• **Dataset content**:
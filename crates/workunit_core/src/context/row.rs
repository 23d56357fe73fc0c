use super::{ContextError, ContextResult, SqlValue};
use rusqlite::types::{FromSql, ValueRef};

/// Borrowed view of the row a reader is positioned on.
///
/// Only valid inside the row callback; the backing buffer is reused for the
/// next row.
#[derive(Debug, Clone, Copy)]
pub struct DataRow<'a> {
    columns: &'a [String],
    values: &'a [SqlValue],
}

impl<'a> DataRow<'a> {
    pub fn new(columns: &'a [String], values: &'a [SqlValue]) -> Self {
        Self { columns, values }
    }

    pub fn len(&self) -> usize {
        self.values.len()
    }

    pub fn is_empty(&self) -> bool {
        self.values.is_empty()
    }

    pub fn columns(&self) -> &'a [String] {
        self.columns
    }

    pub fn values(&self) -> &'a [SqlValue] {
        self.values
    }

    /// Returns the raw value of `column`, matched case-insensitively.
    pub fn value(&self, column: &str) -> Option<&'a SqlValue> {
        self.columns
            .iter()
            .position(|name| name.eq_ignore_ascii_case(column))
            .and_then(|index| self.values.get(index))
    }

    /// Reads `column` converted to `T`.
    pub fn get<T: FromSql>(&self, column: &str) -> ContextResult<T> {
        let value = self
            .value(column)
            .ok_or_else(|| ContextError::InvalidColumn {
                column: column.to_string(),
                reason: "column is not part of the result set".to_string(),
            })?;
        T::column_result(ValueRef::from(value)).map_err(|err| ContextError::InvalidColumn {
            column: column.to_string(),
            reason: err.to_string(),
        })
    }
}
use super::Entity;
use std::any::{type_name, TypeId};
use std::fmt::{Display, Formatter};
use std::hash::{Hash, Hasher};

/// Stable identity of an entity type within one process.
#[derive(Debug, Clone, Copy)]
pub struct EntityTypeKey {
    type_id: TypeId,
    type_name: &'static str,
    table: &'static str,
}

impl EntityTypeKey {
    pub fn of<T: Entity>() -> Self {
        Self {
            type_id: TypeId::of::<T>(),
            type_name: type_name::<T>(),
            table: T::TABLE,
        }
    }

    /// Fully qualified Rust type name, for diagnostics only.
    pub fn type_name(&self) -> &'static str {
        self.type_name
    }

    pub fn table(&self) -> &'static str {
        self.table
    }
}

impl PartialEq for EntityTypeKey {
    fn eq(&self, other: &Self) -> bool {
        self.type_id == other.type_id
    }
}

impl Eq for EntityTypeKey {}

impl Hash for EntityTypeKey {
    fn hash<H: Hasher>(&self, state: &mut H) {
        self.type_id.hash(state);
    }
}

impl Display for EntityTypeKey {
    fn fmt(&self, f: &mut Formatter<'_>) -> std::fmt::Result {
        f.write_str(self.type_name)
    }
}
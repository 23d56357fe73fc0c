//! Trackable entity contract.
//!
//! # Responsibility
//! - Describe change-tracking state carried by entity instances.
//! - Describe the table mapping a generic repository needs.
//!
//! # Invariants
//! - `KEY_COLUMN` is one of `columns()`.
//! - Table and column names are plain SQL identifiers; repositories reject
//!   anything else at construction time.

use crate::context::{ContextResult, DataRow, SqlValue};
use serde::{Deserialize, Serialize};

/// Change-tracking state of one entity instance.
#[derive(Debug, Clone, Copy, Default, PartialEq, Eq, Serialize, Deserialize)]
#[serde(rename_all = "snake_case")]
pub enum TrackingState {
    /// Matches the stored row.
    #[default]
    Unchanged,
    /// Not stored yet.
    Added,
    /// Stored, with local modifications.
    Modified,
    /// Stored, scheduled for removal.
    Deleted,
}

/// Types whose instances carry change-tracking metadata.
pub trait Trackable {
    fn tracking_state(&self) -> TrackingState;
    fn set_tracking_state(&mut self, state: TrackingState);
}

/// A trackable type mapped onto one table.
pub trait Entity: Trackable + Clone + 'static {
    const TABLE: &'static str;
    const KEY_COLUMN: &'static str;

    /// Every persisted column, key included.
    fn columns() -> &'static [&'static str];

    fn key(&self) -> SqlValue;

    /// Column values, in `columns()` order.
    fn values(&self) -> Vec<SqlValue>;

    /// Materializes an instance from a row selected with `columns()`.
    ///
    /// Materialized instances should report `TrackingState::Unchanged`.
    fn from_row(row: &DataRow<'_>) -> ContextResult<Self>;
}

• **What the task requires**: Could you transcribe the whole listing exactly?

• **Task result**:
filename crates/workunit_core/src/context/row.rs
repository 23d56357fe73fc0c
use super::{ContextError, ContextResult, SqlValue};
use rusqlite::types::{FromSql, ValueRef};

/// Borrowed view of the row a reader is positioned on.
///
/// Only valid inside the row callback; the backing buffer is reused for the
/// next row.
#[derive(Debug, Clone, Copy)]
pub struct DataRow<'a> {
    columns: &'a [String],
    values: &'a [SqlValue],
}

impl<'a> DataRow<'a> {
    pub fn new(columns: &'a [String], values: &'a [SqlValue]) -> Self {
        Self { columns, values }
    }

    pub fn len(&self) -> usize {
        self.values.len()
    }

    pub fn is_empty(&self) -> bool {
        self.values.is_empty()
    }

    pub fn columns(&self) -> &'a [String] {
        self.columns
    }

    pub fn values(&self) -> &'a [SqlValue] {
        self.values
    }

    /// Returns the raw value of `column`, matched case-insensitively.
    pub fn value(&self, column: &str) -> Option<&'a SqlValue> {
        self.columns
            .iter()
            .position(|name| name.eq_ignore_ascii_case(column))
            .and_then(|index| self.values.get(index))
    }

    /// Reads `column` converted to `T`.
    pub fn get<T: FromSql>(&self, column: &str) -> ContextResult<T> {
        let value = self
            .value(column)
            .ok_or_else(|| ContextError::InvalidColumn {
                column: column.to_string(),
                reason: "column is not part of the result set".to_string(),
            })?;
        T::column_result(ValueRef::from(value)).map_err(|err| ContextError::InvalidColumn {
            column: column.to_string(),
            reason: err.to_string(),
        })
    }
}
use super::Entity;
use std::any::{type_name, TypeId};
use std::fmt::{Display, Formatter};
use std::hash::{Hash, Hasher};

/// Stable identity of an entity type within one process.
#[derive(Debug, Clone, Copy)]
pub struct EntityTypeKey {
    type_id: TypeId,
    type_name: &'static str,
    table: &'static str,
}

impl EntityTypeKey {
    pub fn of<T: Entity>() -> Self {
        Self {
            type_id: TypeId::of::<T>(),
            type_name: type_name::<T>(),
            table: T::TABLE,
        }
    }

    /// Fully qualified Rust type name, for diagnostics only.
    pub fn type_name(&self) -> &'static str {
        self.type_name
    }

    pub fn table(&self) -> &'static str {
        self.table
    }
}

impl PartialEq for EntityTypeKey {
    fn eq(&self, other: &Self) -> bool {
        self.type_id == other.type_id
    }
}

impl Eq for EntityTypeKey {}

impl Hash for EntityTypeKey {
    fn hash<H: Hasher>(&self, state: &mut H) {
        self.type_id.hash(state);
    }
}

impl Display for EntityTypeKey {
    fn fmt(&self, f: &mut Formatter<'_>) -> std::fmt::Result {
        f.write_str(self.type_name)
    }
}
repository 23d56357fe73fc0c
//! Trackable entity contract.
//!
//! # Responsibility
//! - Describe change-tracking state carried by entity instances.
//! - Describe the table mapping a generic repository needs.
//!
//! # Invariants
//! - `KEY_COLUMN` is one of `columns()`.
//! - Table and column names are plain SQL identifiers; repositories reject
//!   anything else at construction time.

use crate::context::{ContextResult, DataRow, SqlValue};
use serde::{Deserialize, Serialize};

/// Change-tracking state of one entity instance.
#[derive(Debug, Clone, Copy, Default, PartialEq, Eq, Serialize, Deserialize)]
#[serde(rename_all = "snake_case")]
pub enum TrackingState {
    /// Matches the stored row.
    #[default]
    Unchanged,
    /// Not stored yet.
    Added,
    /// Stored, with local modifications.
    Modified,
    /// Stored, scheduled for removal.
    Deleted,
}

/// Types whose instances carry change-tracking metadata.
pub trait Trackable {
    fn tracking_state(&self) -> TrackingState;
    fn set_tracking_state(&mut self, state: TrackingState);
}

/// A trackable type mapped onto one table.
pub trait Entity: Trackable + Clone + 'static {
    const TABLE: &'static str;
    const KEY_COLUMN: &'static str;

    /// Every persisted column, key included.
    fn columns() -> &'static [&'static str];

    fn key(&self) -> SqlValue;

    /// Column values, in `columns()` order.
    fn values(&self) -> Vec<SqlValue>;

    /// Materializes an instance from a row selected with `columns()`.
    ///
    /// Materialized instances should report `TrackingState::Unchanged`.
    fn from_row(row: &DataRow<'_>) -> ContextResult<Self>;
}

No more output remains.